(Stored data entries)
▼

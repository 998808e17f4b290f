//! Per-job progress fan-out.
//!
//! Every output line is kept so late observers can catch up. Live events go
//! to each observer over its own unbounded channel, so a slow observer never
//! loses events and never holds up the job. A terminal event closes the
//! broadcast: observers are dropped, which ends their streams.

use std::collections::VecDeque;
use std::sync::{Arc, Mutex, MutexGuard, PoisonError, Weak};

use futures::Stream;
use tokio::sync::mpsc;
use tracing::debug;

use crate::orchestrator::JobSnapshot;

#[derive(Debug, Clone, PartialEq, Eq)]
pub enum JobEvent {
    Output(String),
    Progress(JobSnapshot),
    Complete(JobSnapshot),
    Error(String),
}

impl JobEvent {
    pub fn is_terminal(&self) -> bool {
        matches!(self, JobEvent::Complete(_) | JobEvent::Error(_))
    }
}

#[derive(Debug, Default)]
struct Inner {
    lines: Vec<String>,
    observers: Vec<(u64, mpsc::UnboundedSender<JobEvent>)>,
    next_id: u64,
    closed: bool,
}

#[derive(Debug, Clone, Default)]
pub struct ProgressBroadcast {
    inner: Arc<Mutex<Inner>>,
}

impl ProgressBroadcast {
    pub fn new() -> Self {
        Self::default()
    }

    fn lock(&self) -> MutexGuard<'_, Inner> {
        self.inner.lock().unwrap_or_else(PoisonError::into_inner)
    }

    /// Deliver `event` to every attached observer. Events after a terminal
    /// event are dropped.
    pub fn publish(&self, event: JobEvent) {
        let mut inner = self.lock();
        if inner.closed {
            debug!(?event, "event published after close, dropping");
            return;
        }
        if let JobEvent::Output(ref line) = event {
            inner.lines.push(line.clone());
        }
        let terminal = event.is_terminal();
        inner.observers.retain(|(_, tx)| tx.send(event.clone()).is_ok());
        if terminal {
            inner.closed = true;
            inner.observers.clear();
        }
    }

    /// Attach an observer. The backlog snapshot and the registration happen
    /// under one lock, so no line is missed or seen twice.
    pub fn subscribe(&self) -> Subscription {
        let mut inner = self.lock();
        let backlog: VecDeque<String> = inner.lines.iter().cloned().collect();
        let (tx, rx) = mpsc::unbounded_channel();
        let id = if inner.closed {
            None
        } else {
            let id = inner.next_id;
            inner.next_id += 1;
            inner.observers.push((id, tx));
            Some(id)
        };
        Subscription {
            id,
            backlog,
            rx,
            source: Arc::downgrade(&self.inner),
        }
    }

    pub fn buffered_lines(&self) -> Vec<String> {
        self.lock().lines.clone()
    }

    pub fn observer_count(&self) -> usize {
        self.lock().observers.len()
    }

    #[cfg(test)]
    fn is_closed(&self) -> bool {
        self.lock().closed
    }
}

/// One observer's view of a broadcast. Dropping it detaches the observer.
#[derive(Debug)]
pub struct Subscription {
    id: Option<u64>,
    backlog: VecDeque<String>,
    rx: mpsc::UnboundedReceiver<JobEvent>,
    source: Weak<Mutex<Inner>>,
}

impl Subscription {
    /// Buffered lines first (as `Output`), then live events. `None` once the
    /// job has finished and everything was delivered.
    pub async fn next(&mut self) -> Option<JobEvent> {
        if let Some(line) = self.backlog.pop_front() {
            return Some(JobEvent::Output(line));
        }
        self.rx.recv().await
    }

    #[cfg(test)]
    fn backlog_len(&self) -> usize {
        self.backlog.len()
    }

    pub fn into_stream(self) -> impl Stream<Item = JobEvent> + Send {
        futures::stream::unfold(self, |mut sub| async move {
            let event = sub.next().await?;
            Some((event, sub))
        })
    }
}

impl Drop for Subscription {
    fn drop(&mut self) {
        let (Some(id), Some(source)) = (self.id, self.source.upgrade()) else {
            return;
        };
        let mut inner = source.lock().unwrap_or_else(PoisonError::into_inner);
        inner.observers.retain(|(observer, _)| *observer != id);
    }
}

▲

→ What is being asked
Only those lines of the entries above that run from the line containing "use tracing::debug;" to the line containing "let backlog: VecDeque<String>", both included, should be transcribed exactly.

→ Response to the exercise
use tracing::debug;

use crate::orchestrator::JobSnapshot;

#[derive(Debug, Clone, PartialEq, Eq)]
pub enum JobEvent {
    Output(String),
    Progress(JobSnapshot),
    Complete(JobSnapshot),
    Error(String),
}

impl JobEvent {
    pub fn is_terminal(&self) -> bool {
        matches!(self, JobEvent::Complete(_) | JobEvent::Error(_))
    }
}

#[derive(Debug, Default)]
struct Inner {
    lines: Vec<String>,
    observers: Vec<(u64, mpsc::UnboundedSender<JobEvent>)>,
    next_id: u64,
    closed: bool,
}

#[derive(Debug, Clone, Default)]
pub struct ProgressBroadcast {
    inner: Arc<Mutex<Inner>>,
}

impl ProgressBroadcast {
    pub fn new() -> Self {
        Self::default()
    }

    fn lock(&self) -> MutexGuard<'_, Inner> {
        self.inner.lock().unwrap_or_else(PoisonError::into_inner)
    }

    /// Deliver `event` to every attached observer. Events after a terminal
    /// event are dropped.
    pub fn publish(&self, event: JobEvent) {
        let mut inner = self.lock();
        if inner.closed {
            debug!(?event, "event published after close, dropping");
            return;
        }
        if let JobEvent::Output(ref line) = event {
            inner.lines.push(line.clone());
        }
        let terminal = event.is_terminal();
        inner.observers.retain(|(_, tx)| tx.send(event.clone()).is_ok());
        if terminal {
            inner.closed = true;
            inner.observers.clear();
        }
    }

    /// Attach an observer. The backlog snapshot and the registration happen
    /// under one lock, so no line is missed or seen twice.
    pub fn subscribe(&self) -> Subscription {
        let mut inner = self.lock();
        let backlog: VecDeque<String> = inner.lines.iter().cloned().collect();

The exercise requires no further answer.